What you need to do → Using the entries that follow, give the number of lines containing the string "DidlElement". Write nothing besides that number.
START Data for analysis
use std::any::Any;

use crate::element::{DidlElement, PropertyHost};
use crate::property::PropertyList;

pub const ALBUM_ART: &str = "upnp:albumArtURI";

/// Pochette d'un objet (`upnp:albumArtURI`) et son profil DLNA.
#[derive(Debug, Clone, PartialEq)]
pub struct AlbumArt {
    pub uri: String,
    pub profile_id: String,
    properties: PropertyList<Self>,
}

crate::impl_schema!(AlbumArt);

impl Default for AlbumArt {
    fn default() -> Self {
        Self::new("")
    }
}

impl AlbumArt {
    pub fn new(uri: impl Into<String>) -> Self {
        let mut properties = PropertyList::<Self>::new();
        properties.bind_string("", |a| &a.uri, |a| &mut a.uri).required();
        properties
            .bind_string("@dlna:profileID", |a| &a.profile_id, |a| &mut a.profile_id)
            .optional();

        let mut art = Self {
            uri: uri.into(),
            profile_id: String::new(),
            properties,
        };
        let valid = !art.uri.is_empty();
        art.set_valid("", valid);
        art
    }

    /// Profil DLNA de l'image (`JPEG_TN`, `PNG_LRG`...).
    pub fn with_profile(mut self, profile_id: impl Into<String>) -> Self {
        self.profile_id = profile_id.into();
        let valid = !self.profile_id.is_empty();
        self.set_valid("@dlna:profileID", valid);
        self
    }
}

impl DidlElement for AlbumArt {
    fn element_name(&self) -> &str {
        ALBUM_ART
    }

    fn identifier(&self) -> &str {
        ALBUM_ART
    }

    fn clone_element(&self) -> Box<dyn DidlElement> {
        Box::new(self.clone())
    }

    fn as_any(&self) -> &dyn Any {
        self
    }
}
END Data for analysis
Exercise response → 3